Im Samariter- und Wrangelkiez soll es ruhiger werden.

Ruhiger soll es im Samariterkiez und im Wrangelkiez werden: In der kommenden Woche werden dort insgesamt fünf Durchfahrtssperren aufgestellt. In beiden Kiezen hatten im vergangenen Jahr zahlreiche Info- und Dialogveranstaltungen zur Verkehrsberuhigung stattgefunden. „Viele Anwohner setzen sich mit Initiativen für mehr Verkehrssicherheit für Fußgänger und Radfahrer ein“, sagt Baustadtrat Florian Schmidt (Grüne).

Konkrete Orte

Die Anwohner der Kieze werden durch Aushänge und Postwurfsendungen über die neue Verkehrsführung informiert. Die Diagonalsperren im Samariterkiez und im Wrangelkiez seien ein wichtiger Baustein für die Mobilitätswende in unserem Bezirk, erläutert Schmidt, und weiter: „Auf Wunsch der Anwohner verringern wir den Durchgangsautoverkehr im Wohngebiet und sorgen für mehr Verkehrssicherheit für schwächere Verkehrsteilnehmer.
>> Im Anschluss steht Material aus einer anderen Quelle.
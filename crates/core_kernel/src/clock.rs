//! Time source abstraction
//!
//! Services never call `Utc::now()` directly. Tour expiry, booking dates and
//! payment timestamps all read from a [`Clock`] so tests can pin the calendar.

use chrono::{DateTime, Duration, NaiveDate, Utc};
use std::sync::RwLock;

/// Source of the current instant
pub trait Clock: Send + Sync {
    fn now(&self) -> DateTime<Utc>;

    /// Calendar date used for date-only comparisons such as tour expiry
    fn today(&self) -> NaiveDate {
        self.now().date_naive()
    }
}

/// Wall-clock time
#[derive(Debug, Clone, Copy, Default)]
pub struct SystemClock;

impl Clock for SystemClock {
    fn now(&self) -> DateTime<Utc> {
        Utc::now()
    }
}

/// Clock pinned to an instant that tests may move
#[derive(Debug)]
pub struct FixedClock {
    time: RwLock<DateTime<Utc>>,
}

impl FixedClock {
    pub fn new(time: DateTime<Utc>) -> Self {
        Self {
            time: RwLock::new(time),
        }
    }

    /// Pins the clock to midnight UTC on `date`
    pub fn at_date(date: NaiveDate) -> Self {
        Self::new(date.and_time(chrono::NaiveTime::MIN).and_utc())
    }

    pub fn set(&self, time: DateTime<Utc>) {
        match self.time.write() {
            Ok(mut guard) => *guard = time,
            Err(poisoned) => *poisoned.into_inner() = time,
        }
    }

    pub fn advance(&self, by: Duration) {
        let next = self.now() + by;
        self.set(next);
    }
}

impl Clock for FixedClock {
    fn now(&self) -> DateTime<Utc> {
        match self.time.read() {
            Ok(guard) => *guard,
            Err(poisoned) => *poisoned.into_inner(),
        }
    }
}
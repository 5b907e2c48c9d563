//! API error handling
//!
//! Domain errors are reported by their [`ErrorKind`], so the HTTP status of a
//! failure is decided in one place regardless of which domain raised it.

use axum::{
    http::StatusCode,
    response::{IntoResponse, Response},
    Json,
};
use serde::Serialize;
use thiserror::Error;
use tracing::error;

use core_kernel::{Classify, ErrorKind, ValidationError};
use domain_booking::BookingError;
use domain_catalog::CatalogError;
use domain_payment::PaymentError;
use domain_user::UserError;

/// API error type
#[derive(Debug, Error)]
pub enum ApiError {
    /// A domain operation failed
    #[error("{message}")]
    Domain { kind: ErrorKind, message: String },

    /// The request body failed declarative validation
    #[error("Validation error: {0}")]
    Validation(String),

    /// Malformed path or query input
    #[error("Bad request: {0}")]
    BadRequest(String),

    #[error("Unauthorized")]
    Unauthorized,

    #[error("Forbidden: {0}")]
    Forbidden(String),

    #[error("Internal error: {0}")]
    Internal(String),
}

/// Error response body
#[derive(Debug, Serialize)]
pub struct ErrorResponse {
    pub error: String,
    pub message: String,
}

impl ApiError {
    pub fn from_domain(err: &impl Classify, message: String) -> Self {
        ApiError::Domain {
            kind: err.kind(),
            message,
        }
    }

    pub fn status(&self) -> StatusCode {
        match self {
            ApiError::Domain { kind, .. } => status_for(*kind),
            ApiError::Validation(_) => StatusCode::UNPROCESSABLE_ENTITY,
            ApiError::BadRequest(_) => StatusCode::BAD_REQUEST,
            ApiError::Unauthorized => StatusCode::UNAUTHORIZED,
            ApiError::Forbidden(_) => StatusCode::FORBIDDEN,
            ApiError::Internal(_) => StatusCode::INTERNAL_SERVER_ERROR,
        }
    }

    fn code(&self) -> &'static str {
        match self {
            ApiError::Domain { kind, .. } => kind.code(),
            ApiError::Validation(_) => "validation_error",
            ApiError::BadRequest(_) => "bad_request",
            ApiError::Unauthorized => "unauthorized",
            ApiError::Forbidden(_) => "forbidden",
            ApiError::Internal(_) => "internal",
        }
    }
}

/// HTTP status for a domain failure classification
pub fn status_for(kind: ErrorKind) -> StatusCode {
    match kind {
        ErrorKind::InvalidInput => StatusCode::BAD_REQUEST,
        ErrorKind::NotFound => StatusCode::NOT_FOUND,
        ErrorKind::Conflict
        | ErrorKind::Duplicate
        | ErrorKind::AlreadyProcessed
        | ErrorKind::PaymentAlreadyExists => StatusCode::CONFLICT,
        ErrorKind::InvalidTransition
        | ErrorKind::InsufficientCapacity
        | ErrorKind::CapacityExceeded
        | ErrorKind::Expired
        | ErrorKind::UpdateNotAllowed
        | ErrorKind::DeletionNotAllowed
        | ErrorKind::PaymentNotAllowed
        | ErrorKind::Unprocessable
        | ErrorKind::RefundNotAllowed => StatusCode::UNPROCESSABLE_ENTITY,
        ErrorKind::Unavailable => StatusCode::SERVICE_UNAVAILABLE,
        ErrorKind::Internal => StatusCode::INTERNAL_SERVER_ERROR,
    }
}

impl IntoResponse for ApiError {
    fn into_response(self) -> Response {
        let status = self.status();
        let message = if status == StatusCode::INTERNAL_SERVER_ERROR {
            error!(error = %self, "Request failed");
            "An internal error occurred".to_string()
        } else {
            self.to_string()
        };

        let body = ErrorResponse {
            error: self.code().to_string(),
            message,
        };

        (status, Json(body)).into_response()
    }
}

macro_rules! impl_from_domain {
    ($($err:ty),+) => {
        $(
            impl From<$err> for ApiError {
                fn from(err: $err) -> Self {
                    ApiError::from_domain(&err, err.to_string())
                }
            }
        )+
    };
}

impl_from_domain!(UserError, CatalogError, BookingError, PaymentError, ValidationError);

impl From<validator::ValidationErrors> for ApiError {
    fn from(errors: validator::ValidationErrors) -> Self {
        ApiError::Validation(errors.to_string())
    }
}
Ich danke dem Wrangelkiezrat und der Initiative Verkehrsberuhigter Samariterkiez, die sich für die Veränderungen eingesetzt haben.“ Im Samariterkiez werden die Sperren an den Ecken Samariterstraße/Bänschstraße, Pettenkoferstraße/Bänschstraße und als Diagonalsperre im Kreuzungsbereich Voigtstraße/Schreinerstraße errichtet. Im Wrangelkiez werden Diagonalsperrungen im Kreuzungsbereich Wrangelstraße/ Falckensteinstraße sowie im Kreuzungsbereich Wrangelstraße/Cuvrystraße aufgestellt.

Ein Jahr Probe

Die eingesetzten Sperren seien eine reversible und kostengünstige Maßnahme, um den Durchfahrtsverkehr in den verkehrsbelasteten Kiezen zu verringern. Nach einem Jahr wird das Bezirksamt die Sperrungen und ihre Effektivität evaluieren, heißt es.